The COVID-19 pandemic has posed challenges that have no precedent in recent history, forcing governments to act boldly, in a very short period. The public health crisis has prompted a parallel socio-economic crisis, imposing enormous logistical demands, requiring decisive economic support for households and companies, and pushing the reorganization of state agencies just when efficient management of public resources is most needed. The challenge is to “build back better”, so that the recovery leaves no one behind. In the words of the Secretary-General of the United Nations, in Latin America, “building back better requires transforming the development model”, to reduce inequality and end poverty.

To face the public health challenges that lie ahead, and to lead recovery efforts, governments need as many financial resources as possible. A recent report by the UNDP’s Regional Bureau for Latin America and the Caribbean highlights that this requires tax regimes and fiscal policies that "guarantee collections that strengthen the capacity of the State to provide quality public services, allowing sustainable, fairer and more inclusive spending that promotes the universality of social protection and is friendly to economic growth."

However, the challenges do not end with increased revenue collection. The scale of the crisis also requires that public funds are efficiently and effectively spent. This means organizing public spending that takes into account the needs of people. This requires from governments both the capacity to listen to its citizens, and to constantly monitor and evaluate its own actions. Transparency and public involvement in the formulation of budgets and on overseeing spending are key to increase public trust in government. In short, building back better is also spending better.

In Chile, the pandemic hit the country as the country was addressing a socio-economic crisis triggered in October 2019.  Massive demonstrations had clearly expressed public demands to address the country’s inequalities. Politicians reacted by proposing a constitutional replacement itinerary, overwhelmingly endorsed by voters in a plebiscite.

In January 2020 the Minister of Finance convened a Ministerial Advisory Commission to improve the transparency, quality, and impact of public spending. The group was formally set up in January and was asked to work for one year. The COVID-19 pandemic, which  arrived  in mid-March, gave new meaning and urgency to the commission’s mandate, but it did not change its two main goals; to facilitate and promote greater public involvement in the different phases of the budgetary process, and a more citizen-centered accountability; and to improve efficiency in the use of public resources, based on high-quality data.

The commission was comprised of 16 members.
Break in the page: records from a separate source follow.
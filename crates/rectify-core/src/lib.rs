//! Core infrastructure for rectify.
//!
//! This crate provides the language-agnostic rule-application engine:
//! - AST data model with per-kind slot schemas
//! - Rule and rule registry abstractions
//! - Traversal engine and fixpoint controller
//! - Batch runner over a worker pool
//! - Changelog and markdown reporting
//! - Collaborator contracts (parser, resolver, printer, diff formatter)
//! - Configuration, error types and JSON output types

pub mod ast;
pub mod batch;
pub mod changelog;
pub mod collab;
pub mod config;
pub mod diff;
pub mod error;
pub mod fixpoint;
pub mod output;
pub mod registry;
pub mod report;
pub mod rule;
pub mod traverse;
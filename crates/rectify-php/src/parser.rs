//! Reader for the JSON AST dump of the external PHP parser.
//!
//! ## Wire Format
//!
//! Each node is an object with a `kind` and, optionally, `value`, `line`
//! and `attrs`. Every other key names a slot of the kind and holds either a
//! single node, an array of nodes or `null`:
//!
//! ```json
//! {
//!   "kind": "File",
//!   "stmts": [
//!     {
//!       "kind": "ClassDecl",
//!       "value": "SomeClass",
//!       "line": 1,
//!       "extends": { "kind": "Name", "value": "SomeParent" },
//!       "implements": []
//!     }
//!   ]
//! }
//! ```
//!
//! Ids are not part of the wire format: nodes are numbered pre-order from 1.
//! Malformed JSON fails with the position reported by `serde_json`; a
//! well-formed document with an unknown kind or slot fails at the line of the
//! offending node (when the dump carries one).

use serde_json::{Map, Value};

use rectify_core::ast::{Arity, Attributes, Node, NodeKind};
use rectify_core::collab::Parser;
use rectify_core::error::SyntaxError;

const RESERVED_KEYS: &[&str] = &["kind", "value", "line", "attrs"];

/// Parses the JSON AST dump format.
#[derive(Debug, Clone, Copy, Default)]
pub struct JsonAstParser;

impl Parser for JsonAstParser {
    fn parse(&self, source: &str) -> Result<Node, SyntaxError> {
        let document: Value = serde_json::from_str(source)
            .map_err(|e| SyntaxError::new(e.to_string(), e.line().max(1), e.column().max(1)))?;
        let mut root = node_from_value(&document, 1)?;
        let mut next_id = 1;
        root.assign_ids(&mut next_id);
        Ok(root)
    }
}

/// Serialize a tree back into the wire format (ids are dropped).
pub fn to_wire(node: &Node) -> Value {
    let mut object = Map::new();
    object.insert("kind".to_string(), Value::String(node.kind.as_str().to_string()));
    if let Some(value) = node.value() {
        object.insert("value".to_string(), Value::String(value.to_string()));
    }
    if let Some(line) = node.line {
        object.insert("line".to_string(), Value::from(line));
    }
    if !node.attrs.is_empty() {
        let attrs: Map<String, Value> = node.attrs.clone().into_iter().collect();
        object.insert("attrs".to_string(), Value::Object(attrs));
    }
    for schema in node.kind.schema() {
        let children = node.children(schema.name);
        let value = match schema.arity {
            Arity::Many => {
                Value::Array(children.iter().map(to_wire).collect())
            }
            _ => children.first().map(to_wire).unwrap_or(Value::Null),
        };
        object.insert(schema.name.to_string(), value);
    }
    Value::Object(object)
}

fn node_from_value(value: &Value, parent_line: usize) -> Result<Node, SyntaxError> {
    let object = value
        .as_object()
        .ok_or_else(|| SyntaxError::new("expected a node object", parent_line, 1))?;

    let line = match object.get("line") {
        None | Some(Value::Null) => None,
        Some(line) => Some(
            line.as_u64()
                .and_then(|line| u32::try_from(line).ok())
                .ok_or_else(|| SyntaxError::new("'line' must be a positive integer", parent_line, 1))?,
        ),
    };
    let here = line.map_or(parent_line, |line| line as usize);
    let error = |message: String| SyntaxError::new(message, here, 1);

    let kind_name = object
        .get("kind")
        .and_then(Value::as_str)
        .ok_or_else(|| error("node without a 'kind'".to_string()))?;
    let kind = NodeKind::from_name(kind_name)
        .ok_or_else(|| error(format!("unknown node kind '{}'", kind_name)))?;

    let mut node = Node::new(kind);
    node.line = line;
    match object.get("value") {
        None | Some(Value::Null) => {}
        Some(Value::String(text)) => node.value = Some(text.clone()),
        Some(Value::Number(number)) => node.value = Some(number.to_string()),
        Some(_) => return Err(error(format!("{} 'value' must be a string", kind))),
    }
    match object.get("attrs") {
        None | Some(Value::Null) => {}
        Some(Value::Object(attrs)) => {
            node.attrs = attrs.clone().into_iter().collect::<Attributes>();
        }
        Some(_) => return Err(error(format!("{} 'attrs' must be an object", kind))),
    }

    for (key, slot_value) in object {
        if RESERVED_KEYS.contains(&key.as_str()) {
            continue;
        }
        let Some(children) = node.children_mut(key) else {
            return Err(error(format!("{} has no slot '{}'", kind, key)));
        };
        match slot_value {
            Value::Null => {}
            Value::Array(items) => {
                for item in items {
                    children.push(node_from_value(item, here)?);
                }
            }
            single => children.push(node_from_value(single, here)?),
        }
    }
    Ok(node)
}

// ============================================================================
// Tests
// ============================================================================
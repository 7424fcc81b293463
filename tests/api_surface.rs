//! Compile-only test to verify public API surface.
//!
//! This file serves as a compile-time contract for the public API.
//! If this file fails to compile, the public API has regressed.
//!
//! Run with: cargo test -p rectify -- api_surface

// Allow unused imports - this test is about compile-time verification, not runtime usage
#![allow(unused_imports)]

// ============================================================================
// Engine Types
// ============================================================================

// ast module - tree data model and slot schemas
use rectify::ast::{
    Arity, Attributes, Node, NodeId, NodeKind, NodePath, PathStep, SchemaViolation, Slot,
    SlotSchema,
};

// rule module - rule abstraction and documentation
use rectify::rule::{
    short_name, CodeSample, Configuration, Rewrite, Rule, RuleDefinition, RuleDocumentation,
};

// registry module - interest-indexed rule buckets
use rectify::registry::{RegistryBuilder, RuleRegistry};

// traverse / fixpoint modules - passes and convergence
use rectify::fixpoint::{run, Convergence, FixpointOutcome, NonConvergenceWarning};
use rectify::traverse::{run_one_pass, PassOutcome};

// changelog module - accepted rewrites
use rectify::changelog::{ChangeLocation, ChangeRecord, Changelog};

// batch module - many source units on a worker pool
use rectify::batch::{
    process_unit, run_batch, BatchReport, BatchSummary, SourceUnit, UnitOutcome, UnitRun,
    UnitStatus,
};

// collab module - external collaborator contracts
use rectify::collab::{DiffFormatter, Frontend, Parser, Printer, ScopeResolver};

// diff module - diff formatters
use rectify::diff::{MarkdownDiffFormatter, UnifiedDiffFormatter};

// report module - markdown reports
use rectify::report::{
    describe_registry, detect_category, group_by_category, slugify, Reporter, UNCATEGORIZED,
};

// config module - rectify.toml
use rectify::config::{
    CliOverrides, Config, EngineOptions, PathsConfig, RuleSpec, CONFIG_FILE_NAME,
    DEFAULT_MAX_DEPTH, DEFAULT_MAX_PASSES,
};

// error module - error types and codes
use rectify::error::{EngineError, OutputErrorCode, SyntaxError};

// output module - JSON output types
use rectify::output::{
    content_hash, emit_response, BatchResponse, ChangeInfo, ErrorInfo, ErrorResponse,
    UnitReport, SCHEMA_VERSION,
};

// ============================================================================
// PHP Adapter
// ============================================================================

use rectify::php::builders::{BRACED, RESOLVED_TYPE, SCOPE};
use rectify::php::parser::to_wire;
use rectify::php::rules::{
    build_registry, builtin_catalog, catalog_registry, find, AddInterfaceByParent,
    ArrayShapeFromConstantArrayReturn, CatalogEntry, RuleFactory,
    WrapVariableVariableNameInCurlyBraces,
};
use rectify::php::{frontend, DeclarationScopeResolver, JsonAstParser, PhpPrinter};

// ============================================================================
// Front Door
// ============================================================================

use rectify::cli::{
    collect_inputs, exit_code, load_config, run_describe, run_process, InputFile, OutputFormat,
    ProcessOptions,
};

/// Verify that key types are accessible and the collaborators are object safe.
#[test]
fn api_surface_compiles() {
    fn assert_send_sync<T: Send + Sync>() {}
    assert_send_sync::<RuleRegistry>();
    assert_send_sync::<Node>();

    let _parser: &dyn Parser = &JsonAstParser;
    let _printer: &dyn Printer = &PhpPrinter;
    let _resolver: &dyn ScopeResolver = &DeclarationScopeResolver;
    let _differ: &dyn DiffFormatter = &MarkdownDiffFormatter;
    let _rule: Box<dyn Rule> = Box::new(WrapVariableVariableNameInCurlyBraces);
    let _frontend: Frontend<'static> = frontend();
}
UNDP was the only institution invited, all other members participated in an individual capacity. They came from think tanks, NGOs and universities. It included former Finance Ministry and Budget Office authorities, former congressmen, and a former education minister.

The commission has made a series of proposals. It was proposed for the Finance Ministry, along with the Chilean Internal Revenue Service, to provide taxpayers with information about the ways their taxes were spent in 2019. The minister agreed with the recommendation and, as a result, more than three million reports were sent out to the taxpayers in 2020. An experimental design associated with the rollout showed that receiving this information significantly increased taxpayers’ trust in government, and their perceptions of transparency.
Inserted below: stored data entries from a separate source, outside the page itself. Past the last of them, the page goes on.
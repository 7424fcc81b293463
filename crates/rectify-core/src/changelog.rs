//! Changelog: the ordered record of accepted rewrites of one run.

use indexmap::IndexMap;
use serde::Serialize;

use crate::ast::{Node, NodeId, NodePath};

/// Where a rewrite happened.
#[derive(Debug, Clone, PartialEq, Eq, Serialize)]
pub struct ChangeLocation {
    /// Identity of the node that was rewritten.
    pub node: NodeId,
    /// Slot path from the root.
    pub path: NodePath,
    /// Source line of the original node, when known.
    #[serde(skip_serializing_if = "Option::is_none")]
    pub line: Option<u32>,
}

/// One accepted rewrite.
#[derive(Debug, Clone, PartialEq, Serialize)]
pub struct ChangeRecord {
    /// Fully qualified name of the rule that proposed the rewrite.
    pub rule: String,
    /// 1-indexed pass in which the rewrite happened.
    pub pass: usize,
    /// The node as the rule saw it.
    pub before: Node,
    /// The replacement, or `None` for a deletion.
    pub after: Option<Node>,
    pub location: ChangeLocation,
}

impl ChangeRecord {
    /// Whether this record is a deletion.
    pub fn is_removal(&self) -> bool {
        self.after.is_none()
    }
}

/// Append-only, ordered list of [`ChangeRecord`]s.
#[derive(Debug, Clone, Default, PartialEq, Serialize)]
#[serde(transparent)]
pub struct Changelog {
    records: Vec<ChangeRecord>,
}

impl Changelog {
    pub fn new() -> Self {
        Changelog::default()
    }

    pub(crate) fn push(&mut self, record: ChangeRecord) {
        self.records.push(record);
    }

    pub(crate) fn append(&mut self, records: Vec<ChangeRecord>) {
        for record in records {
            self.push(record);
        }
    }

    /// Number of records.
    pub fn len(&self) -> usize {
        self.records.len()
    }

    /// Whether nothing changed.
    pub fn is_empty(&self) -> bool {
        self.records.is_empty()
    }

    /// Records in the order they were accepted.
    pub fn records(&self) -> &[ChangeRecord] {
        &self.records
    }

    pub fn iter(&self) -> std::slice::Iter<'_, ChangeRecord> {
        self.records.iter()
    }

    /// Distinct rule names, in order of first appearance.
    pub fn rules(&self) -> Vec<&str> {
        self.by_rule().into_keys().collect()
    }

    /// Records grouped by rule name, rules in order of first appearance.
    pub fn by_rule(&self) -> IndexMap<&str, Vec<&ChangeRecord>> {
        let mut groups: IndexMap<&str, Vec<&ChangeRecord>> = IndexMap::new();
        for record in &self.records {
            groups.entry(record.rule.as_str()).or_default().push(record);
        }
        groups
    }

    /// Records produced in one pass.
    pub fn in_pass(&self, pass: usize) -> impl Iterator<Item = &ChangeRecord> {
        self.records.iter().filter(move |record| record.pass == pass)
    }
}

/// Concatenate records, e.g. the changelogs of every unit in a batch.
impl FromIterator<ChangeRecord> for Changelog {
    fn from_iter<I: IntoIterator<Item = ChangeRecord>>(iter: I) -> Self {
        Changelog {
            records: iter.into_iter().collect(),
        }
    }
}

impl<'a> IntoIterator for &'a Changelog {
    type Item = &'a ChangeRecord;
    type IntoIter = std::slice::Iter<'a, ChangeRecord>;

    fn into_iter(self) -> Self::IntoIter {
        self.records.iter()
    }
}

// ============================================================================
// Tests
// ============================================================================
Other recommendations focused on the transparency of information and the audit of public spending in the context of the public health crisis, the management of funds associated with an emergency plan for the protection of income of the families, and economic and employment recovery.
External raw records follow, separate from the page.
//! Built-in rules run over parsed JSON AST fixtures.
//!
//! Each case loads a unit through the parser and resolver, runs the rules to
//! a fixpoint, and compares the printed source before and after.

use rectify_core::collab::Printer;
use rectify_core::config::{EngineOptions, RuleSpec};
use rectify_core::fixpoint;
use rectify_core::rule::Configuration;
use rectify_php::rules::build_registry;
use rectify_php::{frontend, PhpPrinter};

/// Printed source before and after, plus the number of accepted rewrites.
fn apply(specs: &[RuleSpec], source: &str) -> (String, String, usize) {
    let registry = build_registry(specs).expect("registry builds");
    let root = frontend().load(source).expect("fixture parses");
    let before = PhpPrinter.print(&root);
    let outcome =
        fixpoint::run(root, &registry, &EngineOptions::default()).expect("fixpoint runs");
    assert!(outcome.convergence.is_converged());
    (before, PhpPrinter.print(&outcome.root), outcome.changelog.len())
}

// ============================================================================
// AddInterfaceByParentRector
// ============================================================================

mod add_interface_by_parent {
    use super::*;

    fn spec() -> RuleSpec {
        RuleSpec::new("AddInterfaceByParentRector")
            .with_options(Configuration::new().with("SomeParent", "SomeInterface"))
    }

    const EXTENDS_PARENT: &str = r#"{
      "kind": "File",
      "stmts": [
        {
          "kind": "ClassDecl",
          "value": "SomeClass",
          "line": 3,
          "extends": { "kind": "Name", "value": "\\SomeParent" }
        }
      ]
    }"#;

    #[test]
    fn adds_interface() {
        let (before, after, changes) = apply(&[spec()], EXTENDS_PARENT);
        assert_eq!(before, "class SomeClass extends \\SomeParent\n{\n}\n");
        assert_eq!(
            after,
            "class SomeClass extends \\SomeParent implements SomeInterface\n{\n}\n"
        );
        assert_eq!(changes, 1);
    }

    const ALREADY_IMPLEMENTS: &str = r#"{
      "kind": "File",
      "stmts": [
        {
          "kind": "ClassDecl",
          "value": "SomeClass",
          "extends": { "kind": "Name", "value": "SomeParent" },
          "implements": [{ "kind": "Name", "value": "SomeInterface" }]
        }
      ]
    }"#;

    #[test]
    fn skips_implemented_interface() {
        let (before, after, changes) = apply(&[spec()], ALREADY_IMPLEMENTS);
        assert_eq!(before, after);
        assert_eq!(changes, 0);
    }

    const LOWERCASE_NAMES: &str = r#"{
      "kind": "File",
      "stmts": [
        {
          "kind": "ClassDecl",
          "value": "SomeClass",
          "extends": { "kind": "Name", "value": "someparent" },
          "implements": [{ "kind": "Name", "value": "\\someinterface" }]
        }
      ]
    }"#;

    #[test]
    fn class_names_ignore_case() {
        let (before, after, changes) = apply(&[spec()], LOWERCASE_NAMES);
        assert_eq!(
            before,
            "class SomeClass extends someparent implements \\someinterface\n{\n}\n"
        );
        assert_eq!(after, before);
        assert_eq!(changes, 0);
    }
}

// ============================================================================
// ArrayShapeFromConstantArrayReturnRector
// ============================================================================

mod array_shape_from_constant_array_return {
    use super::*;

    fn spec() -> RuleSpec {
        RuleSpec::new("ArrayShapeFromConstantArrayReturnRector")
    }

    fn unit(param_type: &str) -> String {
        let param = if param_type.is_empty() {
            r#"{ "kind": "Param", "value": "name" }"#.to_string()
        } else {
            format!(
                r#"{{ "kind": "Param", "value": "name", "type": {{ "kind": "Name", "value": "{}" }} }}"#,
                param_type
            )
        };
        format!(
            r#"{{
              "kind": "File",
              "stmts": [
                {{
                  "kind": "ClassDecl",
                  "value": "SomeClass",
                  "attrs": {{ "final": true }},
                  "stmts": [
                    {{
                      "kind": "ClassMethod",
                      "value": "run",
                      "params": [{}],
                      "stmts": [
                        {{
                          "kind": "Return",
                          "expr": {{
                            "kind": "ArrayLiteral",
                            "items": [
                              {{
                                "kind": "ArrayItem",
                                "key": {{ "kind": "StringLit", "value": "name" }},
                                "value": {{ "kind": "Variable", "value": "name" }}
                              }}
                            ]
                          }}
                        }}
                      ]
                    }}
                  ]
                }}
              ]
            }}"#,
            param
        )
    }

    #[test]
    fn documents_shape_from_typed_parameter() {
        let (_before, after, changes) = apply(&[spec()], &unit("string"));
        assert_eq!(
            after,
            "final class SomeClass\n\
             {\n    \
             /**\n     \
             * @return array{name: string}\n     \
             */\n    \
             public function run(string $name)\n    \
             {\n        \
             return ['name' => $name];\n    \
             }\n\
             }\n"
        );
        assert_eq!(changes, 1);
    }

    #[test]
    fn untyped_parameter_is_left_alone() {
        let (before, after, changes) = apply(&[spec()], &unit(""));
        assert_eq!(before, after);
        assert_eq!(changes, 0);
    }
}

// ============================================================================
// WrapVariableVariableNameInCurlyBracesRector
// ============================================================================

mod wrap_variable_variable_name_in_curly_braces {
    use super::*;

    fn spec() -> RuleSpec {
        RuleSpec::new("WrapVariableVariableNameInCurlyBracesRector")
    }

    fn assignment(name_expr: &str) -> String {
        format!(
            r#"{{
              "kind": "File",
              "stmts": [
                {{
                  "kind": "ExprStmt",
                  "expr": {{
                    "kind": "Assign",
                    "var": {{ "kind": "Variable", "name": {} }},
                    "expr": {{ "kind": "StringLit", "value": "baz" }}
                  }}
                }}
              ]
            }}"#,
            name_expr
        )
    }

    #[test]
    fn wraps_dim_fetch_name() {
        let source = assignment(
            r#"{
              "kind": "ArrayDimFetch",
              "var": { "kind": "Variable", "value": "foo" },
              "dim": { "kind": "StringLit", "value": "bar" }
            }"#,
        );
        let (before, after, changes) = apply(&[spec()], &source);
        assert_eq!(before, "$$foo['bar'] = 'baz';\n");
        assert_eq!(after, "${$foo['bar']} = 'baz';\n");
        assert_eq!(changes, 1);
    }

    #[test]
    fn simple_variable_variable_is_left_alone() {
        let source = assignment(r#"{ "kind": "Variable", "value": "foo" }"#);
        let (before, after, changes) = apply(&[spec()], &source);
        assert_eq!(before, "$$foo = 'baz';\n");
        assert_eq!(after, before);
        assert_eq!(changes, 0);
    }
}

// ============================================================================
// Rules together
// ============================================================================

#[test]
fn all_rules_share_one_pass() {
    let source = r#"{
      "kind": "File",
      "stmts": [
        {
          "kind": "ClassDecl",
          "value": "SomeClass",
          "extends": { "kind": "Name", "value": "SomeParent" },
          "stmts": [
            {
              "kind": "ClassMethod",
              "value": "run",
              "stmts": [
                { "kind": "Return", "expr": { "kind": "ArrayLiteral", "items": [
                  { "kind": "ArrayItem",
                    "key": { "kind": "StringLit", "value": "id" },
                    "value": { "kind": "IntLit", "value": 1 } }
                ] } }
              ]
            }
          ]
        }
      ]
    }"#;
    let specs = [
        RuleSpec::new("AddInterfaceByParentRector")
            .with_options(Configuration::new().with("SomeParent", "SomeInterface")),
        RuleSpec::new("ArrayShapeFromConstantArrayReturnRector"),
    ];
    let (_before, after, changes) = apply(&specs, source);
    assert_eq!(changes, 2);
    assert!(after.starts_with("class SomeClass extends SomeParent implements SomeInterface\n"));
    assert!(after.contains("     * @return array{id: int}\n"));
}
In its final report, delivered to the Minister of Finance in a ceremony in January 2021, the commission made 35 proposals, organized in six priority areas. Each one of them outlines structural changes that, if implemented, will allow the country to design a better budget process. The six areas are: (1) organize the annual state budget around explicit, long-term goals, setting up metrics associated with each goal, and harmonizing the evaluation tools used by different public institutions; (2) to better prioritize public resources, through a redesign of the budgetary discussion process in Congress; (3) create a monitoring and evaluation system for public spending, that is internally consistent and is explicitly linked to the budget process; (4) increase fiscal transparency, improving the availability of information for individual and institutional actors; (5) establish formal, explicit and systematic mechanisms to include public participation in every stage of the budget process; and (6) develop new policies to increase public knowledge and understanding of government finances.

Building back better requires, among other things, for governments to spend better. This is a necessary condition to help those who need it most. Chile is moving in that direction. UNDP Chile, has been invited to be part of a group of experts to propose innovative means to support the state response. This is testament to the trust our counterparts put in UNDP as a strategic partner in building stronger institutions, and a more sustainable future, in line with the aspirations of the 2030 Agenda.